*Activity*
Report every line of the records that contains the word "ThreadGroup".

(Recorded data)

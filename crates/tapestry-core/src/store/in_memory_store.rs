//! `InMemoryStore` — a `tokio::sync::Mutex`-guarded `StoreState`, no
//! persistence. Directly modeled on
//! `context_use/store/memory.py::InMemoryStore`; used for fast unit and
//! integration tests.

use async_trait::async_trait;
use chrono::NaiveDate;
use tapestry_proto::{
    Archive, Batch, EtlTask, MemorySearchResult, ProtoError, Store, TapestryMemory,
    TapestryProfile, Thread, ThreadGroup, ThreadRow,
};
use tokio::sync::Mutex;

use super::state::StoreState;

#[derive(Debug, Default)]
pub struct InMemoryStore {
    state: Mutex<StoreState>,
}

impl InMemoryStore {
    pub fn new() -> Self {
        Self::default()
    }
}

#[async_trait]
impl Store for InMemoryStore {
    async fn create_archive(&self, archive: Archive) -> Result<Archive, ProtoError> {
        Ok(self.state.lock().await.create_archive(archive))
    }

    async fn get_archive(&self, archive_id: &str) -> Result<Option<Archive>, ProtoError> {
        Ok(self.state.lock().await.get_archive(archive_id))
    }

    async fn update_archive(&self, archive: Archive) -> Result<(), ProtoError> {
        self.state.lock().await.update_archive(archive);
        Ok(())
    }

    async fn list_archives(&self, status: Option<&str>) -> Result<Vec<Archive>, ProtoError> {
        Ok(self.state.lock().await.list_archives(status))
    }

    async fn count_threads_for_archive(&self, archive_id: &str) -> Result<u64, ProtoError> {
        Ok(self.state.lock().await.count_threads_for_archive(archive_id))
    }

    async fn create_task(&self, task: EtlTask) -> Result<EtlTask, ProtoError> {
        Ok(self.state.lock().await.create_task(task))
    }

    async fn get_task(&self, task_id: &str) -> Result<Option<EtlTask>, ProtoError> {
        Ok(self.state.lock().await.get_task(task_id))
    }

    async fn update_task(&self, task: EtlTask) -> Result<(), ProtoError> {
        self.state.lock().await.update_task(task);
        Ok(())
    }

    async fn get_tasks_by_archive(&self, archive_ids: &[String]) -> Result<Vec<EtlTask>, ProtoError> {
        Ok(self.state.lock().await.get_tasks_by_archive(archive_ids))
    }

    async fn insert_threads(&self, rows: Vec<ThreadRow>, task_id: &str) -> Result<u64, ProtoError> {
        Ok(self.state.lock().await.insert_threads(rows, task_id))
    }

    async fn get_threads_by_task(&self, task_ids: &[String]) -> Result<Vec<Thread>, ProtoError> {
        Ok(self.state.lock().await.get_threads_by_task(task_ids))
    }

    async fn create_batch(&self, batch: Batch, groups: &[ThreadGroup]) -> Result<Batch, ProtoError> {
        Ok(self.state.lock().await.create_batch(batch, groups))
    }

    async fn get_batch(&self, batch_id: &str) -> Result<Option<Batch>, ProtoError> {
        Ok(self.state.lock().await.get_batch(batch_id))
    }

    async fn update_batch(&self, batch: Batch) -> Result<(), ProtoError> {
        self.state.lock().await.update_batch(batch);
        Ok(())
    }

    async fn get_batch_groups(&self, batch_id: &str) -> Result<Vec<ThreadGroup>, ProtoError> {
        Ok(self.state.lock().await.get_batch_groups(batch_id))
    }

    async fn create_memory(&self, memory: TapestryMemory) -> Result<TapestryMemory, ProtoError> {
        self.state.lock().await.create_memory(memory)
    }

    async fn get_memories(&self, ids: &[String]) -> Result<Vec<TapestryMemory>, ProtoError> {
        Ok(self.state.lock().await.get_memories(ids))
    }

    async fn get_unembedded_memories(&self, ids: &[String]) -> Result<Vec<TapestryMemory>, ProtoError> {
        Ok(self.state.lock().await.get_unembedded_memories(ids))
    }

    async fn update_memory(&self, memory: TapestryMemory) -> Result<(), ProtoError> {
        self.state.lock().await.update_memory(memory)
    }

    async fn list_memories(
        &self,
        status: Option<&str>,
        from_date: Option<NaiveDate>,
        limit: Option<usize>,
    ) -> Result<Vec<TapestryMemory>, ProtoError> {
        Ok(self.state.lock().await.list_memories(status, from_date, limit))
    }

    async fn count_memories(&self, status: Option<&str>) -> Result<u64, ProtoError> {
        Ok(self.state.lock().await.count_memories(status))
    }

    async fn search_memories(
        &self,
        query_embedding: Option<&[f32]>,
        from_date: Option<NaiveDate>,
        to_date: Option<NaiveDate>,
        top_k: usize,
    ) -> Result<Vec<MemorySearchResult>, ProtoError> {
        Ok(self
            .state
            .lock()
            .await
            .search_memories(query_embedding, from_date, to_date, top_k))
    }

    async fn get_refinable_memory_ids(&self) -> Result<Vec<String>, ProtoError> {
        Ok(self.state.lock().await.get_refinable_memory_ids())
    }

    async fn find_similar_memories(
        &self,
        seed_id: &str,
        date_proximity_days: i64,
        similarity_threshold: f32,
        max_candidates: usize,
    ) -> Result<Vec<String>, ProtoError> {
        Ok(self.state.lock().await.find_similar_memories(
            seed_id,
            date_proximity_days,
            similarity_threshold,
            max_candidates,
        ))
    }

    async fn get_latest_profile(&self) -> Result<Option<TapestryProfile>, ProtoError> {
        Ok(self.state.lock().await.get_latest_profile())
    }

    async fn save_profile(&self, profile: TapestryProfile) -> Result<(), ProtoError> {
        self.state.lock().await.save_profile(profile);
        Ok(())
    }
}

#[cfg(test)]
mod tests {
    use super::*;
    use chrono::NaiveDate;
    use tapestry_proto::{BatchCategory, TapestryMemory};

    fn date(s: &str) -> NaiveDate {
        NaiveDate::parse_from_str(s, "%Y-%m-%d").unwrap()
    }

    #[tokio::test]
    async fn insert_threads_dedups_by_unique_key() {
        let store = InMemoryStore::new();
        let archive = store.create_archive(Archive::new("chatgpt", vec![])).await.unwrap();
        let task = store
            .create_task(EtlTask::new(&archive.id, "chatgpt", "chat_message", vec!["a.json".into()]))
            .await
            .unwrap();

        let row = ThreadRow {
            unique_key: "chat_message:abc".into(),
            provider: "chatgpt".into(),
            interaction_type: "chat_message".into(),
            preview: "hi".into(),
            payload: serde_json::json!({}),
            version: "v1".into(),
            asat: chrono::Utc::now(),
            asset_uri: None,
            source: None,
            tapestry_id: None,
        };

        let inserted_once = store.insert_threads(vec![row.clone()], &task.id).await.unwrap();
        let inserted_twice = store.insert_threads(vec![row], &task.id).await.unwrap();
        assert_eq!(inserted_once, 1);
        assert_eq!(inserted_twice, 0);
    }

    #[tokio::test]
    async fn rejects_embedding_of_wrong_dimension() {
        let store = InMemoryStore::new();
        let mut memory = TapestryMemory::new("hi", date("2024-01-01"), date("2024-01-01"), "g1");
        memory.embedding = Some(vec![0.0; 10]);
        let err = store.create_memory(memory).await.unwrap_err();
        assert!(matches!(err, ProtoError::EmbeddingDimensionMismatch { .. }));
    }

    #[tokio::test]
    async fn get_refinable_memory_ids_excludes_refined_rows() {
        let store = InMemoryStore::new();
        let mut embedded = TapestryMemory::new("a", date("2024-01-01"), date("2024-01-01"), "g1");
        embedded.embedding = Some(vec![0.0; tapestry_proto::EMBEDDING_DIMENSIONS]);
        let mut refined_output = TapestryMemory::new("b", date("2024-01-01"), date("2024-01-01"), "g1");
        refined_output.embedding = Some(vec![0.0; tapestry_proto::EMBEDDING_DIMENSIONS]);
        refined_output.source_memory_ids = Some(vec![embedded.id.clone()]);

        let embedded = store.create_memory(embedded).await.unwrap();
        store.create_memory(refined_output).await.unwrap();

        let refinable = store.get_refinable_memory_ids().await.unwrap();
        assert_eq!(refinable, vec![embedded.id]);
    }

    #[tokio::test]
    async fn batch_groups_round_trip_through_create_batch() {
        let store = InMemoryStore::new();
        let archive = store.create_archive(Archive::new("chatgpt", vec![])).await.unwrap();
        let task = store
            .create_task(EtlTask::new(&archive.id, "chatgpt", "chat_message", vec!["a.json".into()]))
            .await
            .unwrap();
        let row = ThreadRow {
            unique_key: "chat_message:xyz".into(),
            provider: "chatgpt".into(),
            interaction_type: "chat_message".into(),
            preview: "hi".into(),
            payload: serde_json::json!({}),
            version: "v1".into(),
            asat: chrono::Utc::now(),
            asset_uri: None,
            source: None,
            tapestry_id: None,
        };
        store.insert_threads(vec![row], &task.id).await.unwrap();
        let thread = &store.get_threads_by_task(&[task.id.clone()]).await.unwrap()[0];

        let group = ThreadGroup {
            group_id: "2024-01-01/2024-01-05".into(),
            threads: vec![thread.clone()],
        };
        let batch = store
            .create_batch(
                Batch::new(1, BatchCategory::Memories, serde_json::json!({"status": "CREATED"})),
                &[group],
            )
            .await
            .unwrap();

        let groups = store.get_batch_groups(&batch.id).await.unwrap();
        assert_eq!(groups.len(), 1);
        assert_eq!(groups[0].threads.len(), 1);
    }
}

*Expected answer*
    TapestryProfile, Thread, ThreadGroup, ThreadRow,
    async fn create_batch(&self, batch: Batch, groups: &[ThreadGroup]) -> Result<Batch, ProtoError> {
    async fn get_batch_groups(&self, batch_id: &str) -> Result<Vec<ThreadGroup>, ProtoError> {
        let group = ThreadGroup {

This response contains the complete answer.